But when one is arguing with philosophers of your school, one is forced to hear a great deal about even the obscure pleasures which Epicurus himself continually mentions. You cannot then, Torquatus, believe me, you cannot uphold those principles, if you examine into yourself, and your own thoughts and studies. You will, I say, be ashamed of that picture which Cleanthes was in the habit of drawing with such accuracy in his description. He used to desire those who came to him as his pupils, to think of Pleasure painted in a picture, clad in beautiful robes, with royal ornaments, and sitting on a throne. He represented all the Virtues around her, as her handmaidens, doing nothing else, and thinking nothing else their duty, but to minister to Pleasure, and only just to whisper in her ear (if, indeed, that could be made intelligible in a picture) a warning to be on her guard to do nothing imprudent, nothing to offend the minds of men, nothing from which any pain could ensue. We, indeed, they would say, we Virtues are only born to act as your slaves; we have no other business.

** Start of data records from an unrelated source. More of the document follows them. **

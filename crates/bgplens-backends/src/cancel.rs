use std::sync::Arc;
use std::sync::atomic::{AtomicBool, Ordering};

/// Shared cancellation flag for blocking pulls.
///
/// Cloned into signal handlers; a cancelled token makes any in-progress
/// `await_new_data` return promptly and makes the session report
/// exhaustion instead of suspending again.
#[derive(Debug, Clone, Default)]
pub struct CancelToken {
    flag: Arc<AtomicBool>,
}

impl CancelToken {
    pub fn new() -> Self {
        Self::default()
    }

    pub fn cancel(&self) {
        self.flag.store(true, Ordering::SeqCst);
    }

    pub fn is_cancelled(&self) -> bool {
        self.flag.load(Ordering::SeqCst)
    }
}
use std::fmt;

/// Result type for bgplens-types operations
pub type Result<T> = std::result::Result<T, Error>;

/// Error types that can occur in the types layer
#[derive(Debug)]
pub enum Error {
    /// An element token could not be parsed
    MalformedElem(String),
}

impl fmt::Display for Error {
    fn fmt(&self, f: &mut fmt::Formatter<'_>) -> fmt::Result {
        match self {
            Error::MalformedElem(token) => write!(f, "Malformed element: {}", token),
        }
    }
}

impl std::error::Error for Error {}
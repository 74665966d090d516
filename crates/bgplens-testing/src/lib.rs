//! Testing infrastructure for bgplens integration tests.
//!
//! - `ArchiveWorld`: isolated archive directory plus CLI command runner
//! - `scripted`: in-memory `DataBackend` for driving the session directly
//! - `fixtures`: canned element tokens and record lines

pub mod fixtures;
pub mod process;
pub mod scripted;
pub mod world;

pub use process::BackgroundRun;
pub use scripted::ScriptedBackend;
pub use world::{ArchiveWorld, RunResult};
// NOTE: Session Lifecycle
//
// Configuring -> Started -> Stopped, one way. Backend selection, option
// staging, and the blocking flag are writable only while Configuring, so a
// backend never observes a half-configured filter set and the "options
// before start" rule is checked mechanically instead of by convention.
// There are no process-wide globals; every session is an independent value.

use std::time::Duration;

use bgplens_backends::{
    self as backends, BackendId, CancelToken, DataBackend, OptionHandle, default_backend, metadata,
};
use bgplens_types::{FilterSet, Record};

use crate::error::{Error, Result};

const BLOCKING_WAIT_BUDGET: Duration = Duration::from_millis(500);

#[derive(Debug, Clone, Copy, PartialEq, Eq)]
enum State {
    Configuring,
    Started,
    Stopped,
}

impl State {
    fn label(&self) -> &'static str {
        match self {
            State::Configuring => "configuring",
            State::Started => "started",
            State::Stopped => "stopped",
        }
    }
}

/// One retrieval session: owns the active backend, its staged options, and
/// the pull protocol including blocking waits.
pub struct Session {
    state: State,
    backend_id: BackendId,
    options: Vec<(OptionHandle, String)>,
    blocking: bool,
    backend: Option<Box<dyn DataBackend>>,
}

impl Default for Session {
    fn default() -> Self {
        Self::new()
    }
}

impl Session {
    pub fn new() -> Self {
        Self {
            state: State::Configuring,
            backend_id: default_backend(),
            options: Vec::new(),
            blocking: false,
            backend: None,
        }
    }

    pub fn backend_id(&self) -> BackendId {
        self.backend_id
    }

    /// Staged option values, in application order.
    pub fn staged_options(&self) -> &[(OptionHandle, String)] {
        &self.options
    }

    /// Select the active data interface. Options staged for a previously
    /// selected interface are discarded, since their handles no longer
    /// apply.
    pub fn select_backend(&mut self, id: BackendId) -> Result<()> {
        self.check_configuring("select a data interface")?;
        if id != self.backend_id {
            self.options.clear();
        }
        self.backend_id = id;
        Ok(())
    }

    /// Stage a value for a backend option. The handle must have been
    /// resolved against the currently active interface.
    pub fn set_option(&mut self, handle: OptionHandle, value: impl Into<String>) -> Result<()> {
        self.check_configuring("set a data interface option")?;
        if handle.backend() != self.backend_id {
            return Err(Error::OptionMismatch {
                expected: metadata(handle.backend()).name,
                got: metadata(self.backend_id).name,
            });
        }
        self.options.push((handle, value.into()));
        Ok(())
    }

    /// In blocking mode, exhaustion suspends inside `next_record` until
    /// new data arrives or the token is cancelled, instead of ending the
    /// stream.
    pub fn set_blocking(&mut self, blocking: bool) -> Result<()> {
        self.check_configuring("change the blocking mode")?;
        self.blocking = blocking;
        Ok(())
    }

    /// Bring up the selected backend and transition to Started.
    pub fn start(&mut self, filters: FilterSet) -> Result<()> {
        let id = self.backend_id;
        let options = self.options.clone();
        self.start_with(filters, move |f| backends::create_backend(id, &options, f))
    }

    /// Like `start`, but with an explicit backend factory. This is the
    /// seam unit tests use to drive the session against scripted backends.
    pub fn start_with<F>(&mut self, filters: FilterSet, make: F) -> Result<()>
    where
        F: FnOnce(&FilterSet) -> backends::Result<Box<dyn DataBackend>>,
    {
        self.check_configuring("start")?;
        if filters.windows().is_empty() {
            return Err(Error::NoWindow);
        }
        self.backend = Some(make(&filters)?);
        self.state = State::Started;
        Ok(())
    }

    /// Pull the next record. `Ok(None)` means the stream is over: the
    /// backend is exhausted (non-blocking) or the token was cancelled.
    pub fn next_record(&mut self, token: &CancelToken) -> Result<Option<Record>> {
        if self.state != State::Started {
            return Err(Error::InvalidState {
                operation: "pull a record",
                state: self.state.label(),
            });
        }
        let backend = self
            .backend
            .as_mut()
            .expect("a started session holds a backend");

        loop {
            if token.is_cancelled() {
                return Ok(None);
            }
            if let Some(record) = backend.next_record().map_err(Error::Backend)? {
                return Ok(Some(record));
            }
            if !self.blocking {
                return Ok(None);
            }
            backend
                .await_new_data(token, BLOCKING_WAIT_BUDGET)
                .map_err(Error::Backend)?;
        }
    }

    /// Release backend resources. Safe to call from any state and
    /// idempotent once stopped.
    pub fn stop(&mut self) {
        self.backend = None;
        self.state = State::Stopped;
    }

    pub fn is_stopped(&self) -> bool {
        self.state == State::Stopped
    }

    fn check_configuring(&self, operation: &'static str) -> Result<()> {
        if self.state != State::Configuring {
            return Err(Error::InvalidState {
                operation,
                state: self.state.label(),
            });
        }
        Ok(())
    }
}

XXII. But Epicurus (for this is your great point) denies that any man who does not live honourably can live agreeably; as if I cared what he denies or what he affirms. What I inquire is, what it is consistent for that man to say who places the chief good in pleasure. What reason do you allege why Thorius, why Chius, why Postumius, why the master of all these men, Orata, did not live most agreeably? He himself, as I have already said, a.s.serts that the life of men devoted to luxury is not deserving of blame, unless they are absolute fools, that is to say, unless they abandon themselves to become slaves to their desires or to their fears. And when he promises them a remedy for both these things, he, in so doing, offers them a licence for luxury. For if you take away these things, then he says that he cannot find anything in the life of debauched men which deserves blame. You then, who regulate everything by the standard of pleasure, cannot either defend or maintain virtue. For he does not deserve to be accounted a virtuous or a just man who abstains from injustice in order to avoid suffering evil. You know the line, I suppose-

He's not a pious man whom fear constrains To acts of piety ... a man-

And nothing can be more true. For a man is not just while he is in a state of alarm. And certainly when he ceases to be in fear, he will not be just.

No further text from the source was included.